Intervista ad Alessandro Pesci

Intervista ad Alessandro Pesci

 
di Gianfranco De Cataldo.
 
Ciao Alessandro! La prima domanda. Un tuffo nel passato. Da bambino dicevi… “da grande farò…
Il cine-giornalista documentarista.
Il cinema di qualità ha bisogno di un pubblico di qualità?
Credo che il buon Cinema sia apprezzato da tutti gli spettatori.
Come nasce il desiderio di fare il direttore di fotografia?
Mi piaceva fotografare, stampare in camera oscura, giocare con la luce e andare al cinema.
Il lavoro del DOP nel mondo del cinema oggi.
Un lavoro fatto di sguardo, buon gusto, velocità e aderenza alla storia senza cedere alla poetica semplice della tecnologia.
Cosa è una poetica semplice?
Qualcosa che nasce dal confondere la necessità di trasfigurare le immagini con la facilità del poterle riprodurre fedelmente anche attraverso una piccola cinepresa.
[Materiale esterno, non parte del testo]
//! Storage layer for `KeyHaven`.
//!
//! This crate defines the [`VaultStore`] trait — the repository interface for
//! user accounts and credential records. It knows nothing about encryption:
//! the `encrypted_password` column is an opaque envelope string produced by
//! `keyhaven-core` before it ever reaches this layer.
//!
//! Two implementations are provided:
//!
//! - [`PostgresStore`] — production default, backed by `PostgreSQL` via sqlx
//! - [`MemoryStore`] — in-memory, for testing and local development

mod error;
mod memory;
mod models;
mod postgres;

pub use error::StorageError;
pub use memory::MemoryStore;
pub use models::{EntryPatch, NewEntry, NewUser, User, VaultEntry};
pub use postgres::PostgresStore;

use uuid::Uuid;

/// Repository for users and credential records.
///
/// All entry operations are scoped by the owning `user_id` — a record that
/// exists but belongs to another user is indistinguishable from one that does
/// not exist ([`StorageError::NotFound`] either way), so cross-user probing
/// leaks nothing.
///
/// Implementations must be safe to share across async tasks (`Send + Sync`).
#[async_trait::async_trait]
pub trait VaultStore: Send + Sync + 'static {
    /// Create a new user account.
    ///
    /// # Errors
    ///
    /// Returns [`StorageError::Conflict`] if the email is already registered,
    /// [`StorageError::Backend`] if the backend fails.
    async fn create_user(&self, user: NewUser) -> Result<User, StorageError>;

    /// Look up a user by email. Returns `Ok(None)` if no account exists.
    ///
    /// # Errors
    ///
    /// Returns [`StorageError::Backend`] if the backend fails.
    async fn find_user_by_email(&self, email: &str) -> Result<Option<User>, StorageError>;

    /// Look up a user by id. Returns `Ok(None)` if no account exists.
    ///
    /// # Errors
    ///
    /// Returns [`StorageError::Backend`] if the backend fails.
    async fn find_user_by_id(&self, id: Uuid) -> Result<Option<User>, StorageError>;

    /// Mark the account with the given email as verified.
    ///
    /// # Errors
    ///
    /// Returns [`StorageError::NotFound`] if no account has that email.
    async fn mark_user_verified(&self, email: &str) -> Result<(), StorageError>;

    /// List all credential records owned by `user_id`, newest first by
    /// creation time.
    ///
    /// # Errors
    ///
    /// Returns [`StorageError::Backend`] if the backend fails.
    async fn list_entries(&self, user_id: Uuid) -> Result<Vec<VaultEntry>, StorageError>;

    /// Persist a new credential record. The store assigns the id and
    /// timestamps; the password arrives already encrypted.
    ///
    /// # Errors
    ///
    /// Returns [`StorageError::Backend`] if the backend fails.
    async fn create_entry(&self, entry: NewEntry) -> Result<VaultEntry, StorageError>;

    /// Partially update a record owned by `user_id`. Fields absent from the
    /// patch keep their previous values (COALESCE semantics — a field cannot
    /// be cleared, only replaced).
    ///
    /// # Errors
    ///
    /// Returns [`StorageError::NotFound`] if no record with that id belongs
    /// to that user.
    async fn update_entry(
        &self,
        user_id: Uuid,
        id: Uuid,
        patch: EntryPatch,
    ) -> Result<VaultEntry, StorageError>;

    /// Delete a record owned by `user_id`.
    ///
    /// # Errors
    ///
    /// Returns [`StorageError::NotFound`] if no record with that id belongs
    /// to that user.
    async fn delete_entry(&self, user_id: Uuid, id: Uuid) -> Result<(), StorageError>;
}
Questa tendenza dei DOP ad incentrasi su questa formidabile risorsa tecnologica garantisce una generica buona qualità alle immagini penalizzandone l’originalità. Serve uno sguardo evoluto e di buon gusto perchè il vedere, di per se, non è una trasfigurazione.
Differenze tra digitale ed analogico nel tuo ambito.
La pellicola resta una matrice di straordinaria qualità. Differenze, possiamo trovarle nella velocità, leggerezza, sensibilità dei mezzi di ripresa e nella post produzione. La fase della correzione colore poi offre un nuovo spazio creativo con la figura del colorist. Direi che comunque la digitalizzazione semplifica e rende accessibile a tutti la catena della realizzazione di un film.
Due parole su film da te realizzati?
Ho collaborato con Peter Del Monte, Carlo Mazzacurati, Paolo Virzì, Nanni Moretti, Antonello Grimaldi, Valerio Jalongo, Wilma Labate, Massimiliano Bruno, Edoardo Leo e molti altri. Un’esperienza lavorativa ed umana che mi ha formato e migliorato. Considero “Baci e Abbracci” di Paolo Virzì il mio primo punto di svolta professionale.
Un film sul quale avresti voluto lavorare?
Mi sarebbe piaciuto saper progettare un film come “Tucker” di Francis Ford Coppola. Il lavoro di Vittorio Storaro si incrocia con le atmosfere americane di Norman Rockwell, un illustratore che faceva della seduzione visiva il centro del suo lavoro e che è uno dei miei riferimenti.
Se la tua vita fosse un film, quale sarebbe? E perché?
“Il Mago di Oz”: perché nel film la realtà è migliore del sogno che è spesso una fregatura.
La cosa più facile e quella più difficile durante le riprese…
Visualizzare la sceneggiatura, mentre la si legge, è un fatto abbastanza intuitivo. Meno facile è cambiare la propria visualizzazione quando il regista vuole qualcos’altro. Del set in genere fatico a sopportare il repartismo italico, troppo lontano dal concetto di squadra che cerca, in uno sforzo comune, il risultato.
Il tuo parere sulle Fiction.
Con “Fiction” si fa riferimento ad un genere televisivo, imparentato con il “Cinema” che la produzione televisiva italiana lascia troppo spesso assomigliare più ad un fotoromanzo in movimento che a un film nel senso più semplice e sano del Cinema. Al concetto di “Fiction” preferisco quello di “serie tv” che lavori sul tema del “genere” cinematografico nonostante i “generi” non siano tutti accessibili dalla nostra industria. Dobbiamo metterci più testa e cuore per accelerare questo passaggio culturale da “Fiction” a “Serie TV”.
I tuoi progetti di oggi e le novità in arrivo
Due film, uno di Edoardo Leo, ”Che vuoi che sia” da poco uscito in sala e “Beata ignoranza” di Massimiliano Bruno in sala dal 23 febbraio 2017. Dal 17 febbraio 2017 invece una serie tv per Raidue “La Porta Rossa” di Carmine Elia.
Un tuo motto o una frase che più ti rappresenta?
Il gusto è soggettivo, il buon gusto è matematico.
Manda un saluto ai nostri lettori.
Diventate spettatori professionisti, esigete un buon cinema e divertitevi!